Stretching 300 miles west from the foothills of the Massif Central extinct volcano range, past Toulouse (the 4th biggest city in France), south to the skier-friendly Pyrénées Mountains and west to the Atlantic Ocean, this is the exceptional Southwest wine country.
With 42 appellations to choose from, a great range of soils and microclimates and a shared passion for making great wine, here is a tasting bonanza.
So where to begin? Start with a brief look at the appellations.
- Everyone’s favorite white wines include Côtes de Gascogne, Bergerac Sec, Gaillac, Irouléguy, Saint-Mont and Tursan
- Aromatic rosés that know no season include Fronton and Côtes du Lot (Cahors’ rosé)
- Fruity reds that literally pair with everything include Gaillac, Côtes du Marmandais, Fronton and Marcillac
- Full-bodied reds for a more dramatic impression include Madiran, Saint Mont, Cahors, Pécharmant, Côtes de Duras and Coteaux du Quercy
- To begin or end on a sweet note, include Monbazillac, Pacherenc du Vic-Bilh, Jurançon, and Côtes de Gascogne
Next, the grapes.
Surprisingly, native red grapes include Merlot, Cabernet Franc, Petit Verdot, Malbec, and Tannat.
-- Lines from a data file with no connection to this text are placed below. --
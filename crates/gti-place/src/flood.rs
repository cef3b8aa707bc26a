//! Flood control (C9): picks which (direction, channel) the driver
//! should poll next, weighting down traffic over intra over broadcast
//! over up so the place drains application-bound floods first (§4.7).

use std::collections::HashMap;

use gti_protocol::ChannelIndex;

#[derive(Clone, Copy, Debug, PartialEq, Eq, Hash)]
pub enum Direction {
    Down,
    Intra,
    Broadcast,
    Up,
}

impl Direction {
    fn priority_weight(self) -> u32 {
        match self {
            Direction::Down => 4,
            Direction::Intra => 3,
            Direction::Broadcast => 2,
            Direction::Up => 1,
        }
    }
}

type Key = (Direction, ChannelIndex);

/// Badness-weighted selection over a fixed, pre-registered set of
/// (direction, channel) pollable sources.
///
/// `queue_size` is incremented whenever the driver learns a source has
/// buffered work (`note_buffered`) and decremented on a successful poll
/// (`mark_good`). Among sources tied for the highest badness, a cursor
/// rotates through them on repeated empty polls and rewinds to the top
/// candidate as soon as one produces a message — the spec's "on
/// non-empty poll, the next call rewinds to the best; on repeated empty
/// polls the next-best is tried", realized as round-robin over the
/// badness-tied set rather than a single fixed tie-break.
pub struct FloodControl {
    registered: Vec<Key>,
    queue_size: HashMap<Key, u32>,
    cursor: usize,
    last: Option<Key>,
}

impl FloodControl {
    pub fn new() -> Self {
        FloodControl {
            registered: Vec::new(),
            queue_size: HashMap::new(),
            cursor: 0,
            last: None,
        }
    }

    pub fn register(&mut self, direction: Direction, channel: ChannelIndex) {
        let key = (direction, channel);
        if !self.registered.contains(&key) {
            self.registered.push(key);
            self.queue_size.insert(key, 0);
        }
    }

    /// Records that `key` has buffered one more unit of unprocessed
    /// work (a send the driver decided to queue rather than dispatch).
    pub fn note_buffered(&mut self, direction: Direction, channel: ChannelIndex) {
        *self.queue_size.entry((direction, channel)).or_insert(0) += 1;
    }

    /// The inverse of `note_buffered`: one previously-buffered unit of
    /// work at `key` has since been drained from the suspension tree.
    pub fn note_drained(&mut self, direction: Direction, channel: ChannelIndex) {
        if let Some(q) = self.queue_size.get_mut(&(direction, channel)) {
            *q = q.saturating_sub(1);
        }
    }

    fn badness(&self, key: &Key) -> u32 {
        self.queue_size.get(key).copied().unwrap_or(0) * key.0.priority_weight()
    }

    /// Returns the next (direction, channel) the driver should poll, or
    /// `None` if nothing is registered.
    pub fn select(&mut self) -> Option<(Direction, ChannelIndex)> {
        if self.registered.is_empty() {
            return None;
        }
        let max_badness = self.registered.iter().map(|k| self.badness(k)).max().unwrap_or(0);
        let mut candidates: Vec<Key> = self
            .registered
            .iter()
            .copied()
            .filter(|k| self.badness(k) == max_badness)
            .collect();
        candidates.sort_by_key(|k| std::cmp::Reverse(k.0.priority_weight()));
        let idx = self.cursor % candidates.len();
        let picked = candidates[idx];
        self.last = Some(picked);
        Some(picked)
    }

    /// A poll of the last-selected source produced a message: rewind to
    /// always retry the top candidate next, and drain one unit of
    /// badness.
    pub fn mark_good(&mut self, direction: Direction, channel: ChannelIndex) {
        if let Some(q) = self.queue_size.get_mut(&(direction, channel)) {
            *q = q.saturating_sub(1);
        }
        self.cursor = 0;
    }

    /// A poll of the last-selected source produced nothing: advance the
    /// rotation so the next call tries a different tied candidate.
    pub fn mark_bad(&mut self, direction: Direction, channel: ChannelIndex) {
        if self.last == Some((direction, channel)) {
            self.cursor = self.cursor.wrapping_add(1);
        }
    }
}

impl Default for FloodControl {
    fn default() -> Self {
        Self::new()
    }
}

#[cfg(test)]
mod tests {
    use super::*;

    #[test]
    fn down_outranks_up_at_equal_queue_size() {
        let mut flood = FloodControl::new();
        flood.register(Direction::Up, 0);
        flood.register(Direction::Down, 0);
        flood.note_buffered(Direction::Up, 0);
        flood.note_buffered(Direction::Down, 0);

        assert_eq!(flood.select(), Some((Direction::Down, 0)));
    }

    #[test]
    fn repeated_empty_polls_rotate_through_tied_candidates() {
        let mut flood = FloodControl::new();
        flood.register(Direction::Down, 0);
        flood.register(Direction::Down, 1);

        let first = flood.select().unwrap();
        flood.mark_bad(first.0, first.1);
        let second = flood.select().unwrap();
        assert_ne!(first, second);

        flood.mark_good(second.0, second.1);
        let third = flood.select().unwrap();
        assert_eq!(third, first, "a good poll rewinds to the top-priority candidate");
    }

    #[test]
    fn note_drained_undoes_note_buffered() {
        let mut flood = FloodControl::new();
        flood.register(Direction::Up, 0);
        flood.register(Direction::Down, 0);
        flood.note_buffered(Direction::Down, 0);

        assert_eq!(flood.select(), Some((Direction::Down, 0)), "buffered backlog outweighs priority");

        flood.note_drained(Direction::Down, 0);
        assert_eq!(flood.select(), Some((Direction::Down, 0)), "down still wins the static tie-break at equal badness");
    }
}
//! Reduction framework (C7): aggregates per-source contributions into a
//! single event, tracking arrival completeness with a [`completion::CompletionTree`]
//! and reporting its outcome through [`ReductionOutcome`]. See §4.5.

mod completion;
mod counting;
mod reduction;

pub use completion::CompletionTree;
pub use counting::CountingReduction;
pub use reduction::{Reduction, ReductionOutcome};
The other red grapes range from names you may have heard of those that will be an ampelographic adventure in your own glass. They include Négrette, Duras, Pinenc, and Braucol. Some are so rare they are only in a few vineyards, including Prunelard in Gaillac.
After 30 years of work that continues today, some have just been rediscovered. Manseng Noir was found in an old pre-phylloxera vineyard and nurtured in an experimental vineyard in Saint-Mont. This red wine is just now coming to America.
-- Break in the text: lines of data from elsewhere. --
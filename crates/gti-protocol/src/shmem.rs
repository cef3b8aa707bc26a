//! Shared-memory, in-process protocol: a single [`Hub`] owns a mailbox per
//! connected client (thread), guarded by one `Mutex` and signaled through
//! one `Condvar` — the same "lock-protected shared state behind `Arc`"
//! shape the teacher uses for its own client-side router.
//!
//! A rendezvous through [`Hub::connect`] is the shared-memory analog of
//! the hello-queue: it hands the new client a fresh channel index and, if
//! registered, fires the place's new-client callback.

use std::collections::{HashMap, VecDeque};
use std::sync::{Arc, Condvar, Mutex};

use crate::{ChannelIndex, Completion, Error, NewClientCallback, Protocol, RequestId, Result, WILDCARD};

struct Frame {
    data: Vec<u8>,
    from: ChannelIndex,
}

struct RecvWaiter {
    request: RequestId,
    channel_filter: ChannelIndex,
    buf: Vec<u8>,
}

#[derive(Default)]
struct Mailbox {
    queue: VecDeque<Frame>,
    waiters: VecDeque<RecvWaiter>,
}

enum PendingRequest {
    Send,
    Recv,
}

struct HubState {
    mailboxes: Vec<Mailbox>,
    requests: HashMap<RequestId, PendingRequest>,
    completions: HashMap<RequestId, Completion>,
    next_request: u64,
    finalized: bool,
    new_client_cb: Option<NewClientCallback>,
}

/// The place-side rendezvous point shared by every connected client.
pub struct Hub {
    place_id: u32,
    state: Mutex<HubState>,
    cond: Condvar,
}

impl Hub {
    pub fn new(place_id: u32) -> Arc<Hub> {
        Arc::new(Hub {
            place_id,
            state: Mutex::new(HubState {
                mailboxes: Vec::new(),
                requests: HashMap::new(),
                completions: HashMap::new(),
                next_request: 0,
                finalized: false,
                new_client_cb: None,
            }),
            cond: Condvar::new(),
        })
    }

    /// Connects a new client, assigning it the next channel index.
    pub fn connect(self: &Arc<Hub>) -> ShmemClient {
        let index;
        {
            let mut state = self.state.lock().expect("hub mutex poisoned");
            index = state.mailboxes.len() as ChannelIndex;
            state.mailboxes.push(Mailbox::default());
            if let Some(cb) = state.new_client_cb.as_ref() {
                cb(index);
            }
        }
        self.cond.notify_all();
        ShmemClient {
            hub: self.clone(),
            channel: index,
        }
    }

    fn next_request_id(state: &mut HubState) -> RequestId {
        let id = RequestId(state.next_request);
        state.next_request += 1;
        id
    }

    /// Delivers `data` into `to`'s mailbox, satisfying a waiting `irecv`
    /// immediately if one matches, else enqueuing for a future `recv`.
    fn deliver(&self, to: ChannelIndex, from: ChannelIndex, data: Vec<u8>) -> Result<()> {
        let mut state = self.state.lock().expect("hub mutex poisoned");
        if state.finalized {
            return Err(Error::NotInitialized);
        }
        let mailbox = state
            .mailboxes
            .get_mut(to as usize)
            .ok_or(Error::UnknownChannel(to))?;

        if let Some(pos) = mailbox
            .waiters
            .iter()
            .position(|w| w.channel_filter == WILDCARD || w.channel_filter == from)
        {
            let mut waiter = mailbox.waiters.remove(pos).unwrap();
            let len = data.len().min(waiter.buf.len());
            waiter.buf[..len].copy_from_slice(&data[..len]);
            let request = waiter.request;
            state.completions.insert(
                request,
                Completion::Received {
                    buf: waiter.buf,
                    len,
                    from,
                },
            );
            state.requests.remove(&request);
        } else {
            mailbox.queue.push_back(Frame { data, from });
        }
        drop(state);
        self.cond.notify_all();
        Ok(())
    }

    /// Blocking take from `channel`'s mailbox, matching `filter`.
    fn take_blocking(&self, my_channel: ChannelIndex, filter: ChannelIndex) -> Result<(Vec<u8>, ChannelIndex)> {
        let mut state = self.state.lock().expect("hub mutex poisoned");
        loop {
            if state.finalized {
                return Err(Error::NotInitialized);
            }
            let mailbox = state
                .mailboxes
                .get_mut(my_channel as usize)
                .ok_or(Error::UnknownChannel(my_channel))?;
            if let Some(pos) = mailbox
                .queue
                .iter()
                .position(|f| filter == WILDCARD || f.from == filter)
            {
                let frame = mailbox.queue.remove(pos).unwrap();
                return Ok((frame.data, frame.from));
            }
            state = self
                .cond
                .wait(state)
                .expect("hub mutex poisoned while waiting");
        }
    }
}

/// A single client's view of the [`Hub`] — the `Protocol` implementation
/// actually handed to a strategy.
pub struct ShmemClient {
    hub: Arc<Hub>,
    channel: ChannelIndex,
}

impl Protocol for ShmemClient {
    fn ssend(&self, buf: &[u8], channel: ChannelIndex) -> Result<()> {
        self.hub.deliver(channel, self.channel, buf.to_vec())
    }

    fn isend(&self, buf: bytes::Bytes, channel: ChannelIndex) -> Result<RequestId> {
        {
            let state = self.hub.state.lock().expect("hub mutex poisoned");
            if state.finalized {
                return Err(Error::NotInitialized);
            }
        }
        self.hub.deliver(channel, self.channel, buf.to_vec())?;
        let mut state = self.hub.state.lock().expect("hub mutex poisoned");
        let request = Hub::next_request_id(&mut state);
        state.completions.insert(request, Completion::Sent);
        Ok(request)
    }

    fn recv(&self, buf: &mut [u8], channel: ChannelIndex) -> Result<(usize, ChannelIndex)> {
        let (data, from) = self.hub.take_blocking(self.channel, channel)?;
        if data.len() > buf.len() {
            return Err(Error::BufferTooSmall {
                capacity: buf.len(),
                needed: data.len(),
            });
        }
        buf[..data.len()].copy_from_slice(&data);
        Ok((data.len(), from))
    }

    fn irecv(&self, buf: Vec<u8>, channel: ChannelIndex) -> Result<RequestId> {
        let mut state = self.hub.state.lock().expect("hub mutex poisoned");
        if state.finalized {
            return Err(Error::NotInitialized);
        }
        let mailbox = state
            .mailboxes
            .get_mut(self.channel as usize)
            .ok_or(Error::UnknownChannel(self.channel))?;

        if let Some(pos) = mailbox
            .queue
            .iter()
            .position(|f| channel == WILDCARD || f.from == channel)
        {
            let frame = mailbox.queue.remove(pos).unwrap();
            let request = Hub::next_request_id(&mut state);
            let len = frame.data.len().min(buf.len());
            let mut buf = buf;
            buf[..len].copy_from_slice(&frame.data[..len]);
            state.completions.insert(
                request,
                Completion::Received {
                    buf,
                    len,
                    from: frame.from,
                },
            );
            return Ok(request);
        }

        let request = Hub::next_request_id(&mut state);
        state.requests.insert(request, PendingRequest::Recv);
        mailbox.waiters.push_back(RecvWaiter {
            request,
            channel_filter: channel,
            buf,
        });
        Ok(request)
    }

    fn test(&self, req: RequestId) -> Result<Option<Completion>> {
        let mut state = self.hub.state.lock().expect("hub mutex poisoned");
        Ok(state.completions.remove(&req))
    }

    fn wait(&self, req: RequestId) -> Result<Completion> {
        let mut state = self.hub.state.lock().expect("hub mutex poisoned");
        loop {
            if let Some(completion) = state.completions.remove(&req) {
                return Ok(completion);
            }
            if !state.requests.contains_key(&req) && !state.finalized {
                return Err(Error::UnknownRequest(req));
            }
            state = self
                .hub
                .cond
                .wait(state)
                .expect("hub mutex poisoned while waiting");
        }
    }

    fn shutdown(&self) -> Result<()> {
        let mut state = self.hub.state.lock().expect("hub mutex poisoned");
        state.finalized = true;
        drop(state);
        self.hub.cond.notify_all();
        Ok(())
    }

    fn remove_outstanding_requests(&self) {
        let mut state = self.hub.state.lock().expect("hub mutex poisoned");
        if let Some(mailbox) = state.mailboxes.get_mut(self.channel as usize) {
            mailbox.waiters.clear();
        }
        let stale: Vec<RequestId> = state.requests.keys().copied().collect();
        for req in stale {
            state.requests.remove(&req);
        }
    }

    fn num_channels(&self) -> usize {
        self.hub.state.lock().expect("hub mutex poisoned").mailboxes.len()
    }

    fn num_clients(&self) -> usize {
        self.num_channels()
    }

    fn place_id(&self) -> u32 {
        self.hub.place_id
    }

    fn register_new_client_callback(&self, callback: NewClientCallback) {
        self.hub.state.lock().expect("hub mutex poisoned").new_client_cb = Some(callback);
    }
}

#[cfg(test)]
mod tests {
    use super::*;

    #[test]
    fn ssend_then_recv_delivers_payload() {
        let hub = Hub::new(0);
        let a = hub.connect();
        let b = hub.connect();

        a.ssend(b"hello", b.channel).unwrap();
        let mut buf = [0u8; 16];
        let (len, from) = b.recv(&mut buf, WILDCARD).unwrap();
        assert_eq!(&buf[..len], b"hello");
        assert_eq!(from, a.channel);
    }

    #[test]
    fn irecv_registered_before_send_completes_on_delivery() {
        let hub = Hub::new(0);
        let a = hub.connect();
        let b = hub.connect();

        let req = b.irecv(vec![0u8; 8], a.channel).unwrap();
        assert!(b.test(req).unwrap().is_none());

        a.ssend(b"abcd", b.channel).unwrap();
        match b.wait(req).unwrap() {
            Completion::Received { buf, len, from } => {
                assert_eq!(&buf[..len], b"abcd");
                assert_eq!(from, a.channel);
            }
            Completion::Sent => panic!("expected Received"),
        }
    }

    #[test]
    fn operations_after_shutdown_fail() {
        let hub = Hub::new(0);
        let a = hub.connect();
        a.shutdown().unwrap();
        assert!(matches!(a.ssend(b"x", 0), Err(Error::NotInitialized)));
    }

    #[test]
    fn buffer_too_small_is_reported() {
        let hub = Hub::new(0);
        let a = hub.connect();
        let b = hub.connect();
        a.ssend(b"0123456789", b.channel).unwrap();
        let mut tiny = [0u8; 2];
        assert!(matches!(
            b.recv(&mut tiny, WILDCARD),
            Err(Error::BufferTooSmall { .. })
        ));
    }
}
In the whites, the Petit Manseng (sweet, dry) and Gros Manseng (semi-sweet, dry) are delicious natives of Jurançon and appear in Pacherenc du Vic-Bilh, Saint-Mont and Côtes de Gascogne. Arrufiac and Petit Courbu are in Saint-Mont and Pacherenc du Vic-Bilh. Loin de l’Oeil, Ondenc and Mauzac are in Gaillac wines.
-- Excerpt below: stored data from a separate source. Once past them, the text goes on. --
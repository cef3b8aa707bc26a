//! Communication strategies (C4 queue, C5 strategies): the layer between
//! the placement driver and the raw [`gti_protocol::Protocol`], responsible
//! for batching, non-blocking pipelining, queueing sends issued before
//! connect, and propagating panic/shutdown handshakes.

pub mod buffer;
pub mod down;
pub mod error;
pub mod intra;
pub mod panic;
pub mod queue;
pub mod up;

pub use buffer::{is_aggregate, AggregateBuffer, AggregateBuilder, BufferPool, AGGREGATE_MARKER};
pub use down::{DownStrategy, IsendDown, SimpleDown, ThreadedDown};
pub use error::{Error, Result};
pub use intra::{IntraStrategy, IsendIntra, SimpleIntra};
pub use panic::PanicListener;
pub use queue::SendQueue;
pub use up::{IsendUp, SimpleUp, ThreadedUp, UpStrategy};

#[cfg(test)]
mod tests {
    use super::*;
    use bytes::Bytes;
    use gti_protocol::shmem::Hub;
    use gti_protocol::{Protocol, WILDCARD};
    use std::sync::Arc;

    #[test]
    fn simple_up_delivers_to_parent_channel() {
        let hub = Hub::new(0);
        let child = hub.connect();
        let parent = hub.connect();

        let up: Arc<dyn Protocol> = Arc::new(child);
        let strategy = SimpleUp::new(up, 1);
        strategy.send(Bytes::from_static(b"hello")).unwrap();

        let mut buf = [0u8; 16];
        let (len, from) = parent.recv(&mut buf, WILDCARD).unwrap();
        assert_eq!(&buf[..len], b"hello");
        assert_eq!(from, 0);
    }

    #[test]
    fn threaded_up_aggregates_small_messages_into_one_wire_send() {
        let hub = Hub::new(0);
        let child = hub.connect();
        let parent = hub.connect();

        let up: Arc<dyn Protocol> = Arc::new(child);
        let strategy = ThreadedUp::with_limits(up, 1, 4096, 10, 8);
        strategy.send(Bytes::from_static(b"one")).unwrap();
        strategy.send(Bytes::from_static(b"two")).unwrap();
        strategy.flush().unwrap();
        strategy.wait().unwrap();

        let mut buf = [0u8; 4096];
        let (len, _) = parent.recv(&mut buf, WILDCARD).unwrap();
        let aggregate = AggregateBuffer::from_bytes(bytes::Bytes::copy_from_slice(&buf[..len]));
        let records: Vec<&[u8]> = aggregate.records().collect();
        assert_eq!(records, vec![b"one".as_slice(), b"two".as_slice()]);
    }
}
In all, more than 130 grape varieties, including non-native Colombard, Ugni-Blanc, Chardonnay and Cabernet Sauvignon, grow in 111,000 acres. So there is plenty to try. It is the birthplace of the world’s only temperate oceanic grape region.
Wines here have come from this land for millennia. It won’t take you that long to taste them all, but it is best to get started.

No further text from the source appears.